Glucagon-like peptide 1 (GLP-1) and glucose-dependent insulinotropic polypeptide (GIP) are the two factors that account for most of the incretin effect [10]. GLP-1 and GIP are both secreted in response to food ingestion. GLP-1 is mainly produced in the enteroendocrine L cells located in the distal intestine exerting its effects through binding to the GLP-1 receptors (GLP-1R) expressed in the pancreas, heart, blood vessels, gastrointestinal tract (GIT), kidney, lung, breast, and central nervous system [11],[12]. In the pancreatic ß-cell GLP-1, on elevated glucose concentrations, leads to stimulation of insulin secretion (Figure 1) [13].

Figure 1
figure1

GLP-1 is released from the small intestine after meal ingestion and enhance glucose-stimulated insulin secretion ( incretin action ).

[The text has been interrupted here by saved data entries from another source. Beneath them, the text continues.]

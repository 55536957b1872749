use api_types::{
    Id,
    organization::{Member, Organization, OrganizationNew},
};

use crate::{Client, Result, segment};

impl Client {
    /// Organizations the current user belongs to. Not scoped by the
    /// organization header.
    pub async fn organizations_list(&self) -> Result<Vec<Organization>> {
        self.get("organizations").await
    }

    pub async fn organization_get(&self, id: &Id) -> Result<Organization> {
        self.get(&format!("organizations/{}", segment(id))).await
    }

    pub async fn organization_create(&self, payload: &OrganizationNew) -> Result<Organization> {
        self.create("organizations", payload).await
    }

    pub async fn organization_members(&self, id: &Id) -> Result<Vec<Member>> {
        self.get(&format!("organizations/{}/members", segment(id)))
            .await
    }
}
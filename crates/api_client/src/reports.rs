use api_types::{report::ReportSummary, transaction::TransactionFilter};

use crate::{Client, Result};

impl Client {
    /// Server-side totals for the same filter used to list transactions.
    pub async fn report_summary(&self, filter: &TransactionFilter) -> Result<ReportSummary> {
        self.get_with("reports/summary", filter).await
    }
}
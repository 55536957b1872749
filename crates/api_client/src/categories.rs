use api_types::{
    Id,
    category::{Category, CategoryKind, CategoryNew, CategoryUpdate},
};
use reqwest::Method;
use serde::Serialize;

use crate::{Client, Result, segment};

#[derive(Serialize)]
struct CategoryQuery {
    #[serde(rename = "type", skip_serializing_if = "Option::is_none")]
    kind: Option<CategoryKind>,
}

impl Client {
    /// Lists categories, optionally only income or expense ones.
    pub async fn categories_list(&self, kind: Option<CategoryKind>) -> Result<Vec<Category>> {
        let page = self
            .get_page("categories", &CategoryQuery { kind })
            .await?;
        Ok(page.items)
    }

    pub async fn category_create(&self, payload: &CategoryNew) -> Result<Category> {
        self.create("categories", payload).await
    }

    pub async fn category_update(&self, id: &Id, payload: &CategoryUpdate) -> Result<Category> {
        self.send_json(Method::PUT, &format!("categories/{}", segment(id)), payload)
            .await
    }

    pub async fn category_delete(&self, id: &Id) -> Result<()> {
        self.delete(&format!("categories/{}", segment(id))).await
    }
}
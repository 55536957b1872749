//! HTTP client for the finance REST API.
//!
//! [`Client`] holds the base URL, the bearer token and the selected
//! organization. Every resource gets its own `impl Client` block in a
//! dedicated module; they all go through the helpers defined here.

use api_types::{Deleted, Envelope, ErrorBody, Id, Page};
use reqwest::{Method, RequestBuilder, StatusCode, Url};
use serde::{Serialize, de::DeserializeOwned};

pub use error::ClientError;

mod accounts;
mod auth;
mod categories;
mod counterparties;
mod error;
mod imports;
mod invoices;
mod organizations;
mod parties;
mod reports;
mod transactions;

pub type Result<T> = std::result::Result<T, ClientError>;

/// Header carrying the selected organization (tenant).
pub const ORGANIZATION_HEADER: &str = "x-organization-id";
/// Header making create requests safe to retry.
pub const IDEMPOTENCY_HEADER: &str = "idempotency-key";
/// Largest page the server will return.
pub const MAX_PAGE_SIZE: u32 = 200;

#[derive(Debug, Clone)]
pub struct Client {
    base_url: Url,
    http: reqwest::Client,
    token: Option<String>,
    organization: Option<Id>,
}

impl Client {
    /// Creates a client for `base_url` (e.g. `https://api.example.com/api`).
    pub fn new(base_url: &str) -> Result<Self> {
        Self::with_http(base_url, reqwest::Client::new())
    }

    /// Same as [`Client::new`] with a preconfigured `reqwest` client.
    pub fn with_http(base_url: &str, http: reqwest::Client) -> Result<Self> {
        // `Url::join` drops the last segment unless the base ends with '/'.
        let normalized = format!("{}/", base_url.trim().trim_end_matches('/'));
        let base_url = Url::parse(&normalized)
            .map_err(|err| ClientError::InvalidUrl(format!("{base_url}: {err}")))?;
        Ok(Self {
            base_url,
            http,
            token: None,
            organization: None,
        })
    }

    pub fn with_organization(mut self, organization: Option<Id>) -> Self {
        self.organization = organization;
        self
    }

    pub fn set_token(&mut self, token: Option<String>) {
        self.token = token.filter(|t| !t.trim().is_empty());
    }

    pub fn set_organization(&mut self, organization: Option<Id>) {
        self.organization = organization;
    }

    pub fn organization(&self) -> Option<&Id> {
        self.organization.as_ref()
    }

    pub fn base_url(&self) -> &Url {
        &self.base_url
    }

    fn endpoint(&self, path: &str) -> Result<Url> {
        self.base_url
            .join(path.trim_start_matches('/'))
            .map_err(|err| ClientError::InvalidUrl(format!("{path}: {err}")))
    }

    fn request(&self, method: Method, path: &str) -> Result<RequestBuilder> {
        let url = self.endpoint(path)?;
        tracing::debug!("{method} {url}");
        let mut req = self.http.request(method, url);
        if let Some(token) = &self.token {
            req = req.bearer_auth(token);
        }
        if let Some(organization) = &self.organization {
            req = req.header(ORGANIZATION_HEADER, organization.as_str());
        }
        Ok(req)
    }

    async fn send<T: DeserializeOwned>(&self, req: RequestBuilder) -> Result<T> {
        let res = req.send().await?;
        let status = res.status();
        if status.is_success() {
            return Ok(res.json::<T>().await?);
        }

        let message = res
            .json::<ErrorBody>()
            .await
            .map(|err| err.message)
            .unwrap_or_else(|_| "unknown error".to_string());
        tracing::warn!("request failed with {status}: {message}");
        Err(error_for_status(status, message))
    }

    async fn get<T: DeserializeOwned>(&self, path: &str) -> Result<T> {
        let req = self.request(Method::GET, path)?;
        self.send::<Envelope<T>>(req).await.map(Envelope::into_data)
    }

    async fn get_with<T, Q>(&self, path: &str, query: &Q) -> Result<T>
    where
        T: DeserializeOwned,
        Q: Serialize + ?Sized,
    {
        let req = self.request(Method::GET, path)?.query(query);
        self.send::<Envelope<T>>(req).await.map(Envelope::into_data)
    }

    async fn get_page<T, Q>(&self, path: &str, query: &Q) -> Result<Page<T>>
    where
        T: DeserializeOwned,
        Q: Serialize + ?Sized,
    {
        let req = self.request(Method::GET, path)?.query(query);
        self.send::<Envelope<Vec<T>>>(req).await.map(Page::from)
    }

    async fn send_json<T, B>(&self, method: Method, path: &str, body: &B) -> Result<T>
    where
        T: DeserializeOwned,
        B: Serialize + ?Sized,
    {
        let req = self.request(method, path)?.json(body);
        self.send::<Envelope<T>>(req).await.map(Envelope::into_data)
    }

    /// POST with a fresh idempotency key.
    async fn create<T, B>(&self, path: &str, body: &B) -> Result<T>
    where
        T: DeserializeOwned,
        B: Serialize + ?Sized,
    {
        let key = uuid::Uuid::new_v4().to_string();
        let req = self
            .request(Method::POST, path)?
            .header(IDEMPOTENCY_HEADER, key)
            .json(body);
        self.send::<Envelope<T>>(req).await.map(Envelope::into_data)
    }

    async fn delete(&self, path: &str) -> Result<()> {
        let req = self.request(Method::DELETE, path)?;
        let res = req.send().await?;
        let status = res.status();
        if status.is_success() {
            // Some endpoints answer 204, others a small JSON acknowledgement.
            if let Ok(ack) = res.json::<Deleted>().await
                && let Some(message) = ack.message
            {
                tracing::debug!("delete {path}: {message}");
            }
            return Ok(());
        }
        let message = res
            .json::<ErrorBody>()
            .await
            .map(|err| err.message)
            .unwrap_or_else(|_| "unknown error".to_string());
        Err(error_for_status(status, message))
    }
}

fn error_for_status(status: StatusCode, message: String) -> ClientError {
    match status.as_u16() {
        401 => ClientError::Unauthorized,
        403 => ClientError::Forbidden,
        404 => ClientError::NotFound,
        409 => ClientError::Conflict(message),
        400 | 422 => ClientError::Validation(message),
        _ => ClientError::Server { status, message },
    }
}

/// Percent-encodes an id for use as a single path segment.
fn segment(id: &Id) -> String {
    urlencoding::encode(id.as_str()).into_owned()
}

DPP-4 rapidly converts GLP-1 and GIP to their inactive metabolites in vivo. Inhibition of DPP-4 activity prevents GLP-1 and GIP degradation, thereby enhancing incretin action (Adapted from Abrahamson MJ. The increting effect of GLP-1. Diabetes, Cardiovascular Disease and Stroke: Mechanisms and Risk Reduction. http://www.medscape.org/viewarticle/557239 and reference [14]).

Because the majority of the α-cells do not express GLP-1R, and also because GLP-1 inhibits glucagon secretion even in T1D patients with low insulin pancreatic reserve, the mechanism by which GLP-1 decreases glucagon secretion is still a matter of debate [15]. Recently, De Marinis et al. reported that GLP-1-induced suppression of glucagon release is dependent of protein kinase A (PKA) and independent of glucose or paracrine effects mediated by insulin or by somatostatin acting on somatostatin receptor subtype-2 [16],[17].

Furthermore, GLP-1 decreases gastrointestinal motility extending the entry of nutrients to be absorbed by the GIT [18]. This effect seems to be very important for the normalization of postprandial glucose (PPG) elevations, and potentially even more important than the insulinotropic effects of GLP-1 for maintaining PPG homeostasis [19]. Many reports showed that GLP-1 effects involve neural modulation and peripheral effects, which increase satiety, resting energy expenditure and lower plasma concentrations of free fatty acids [20]-[22].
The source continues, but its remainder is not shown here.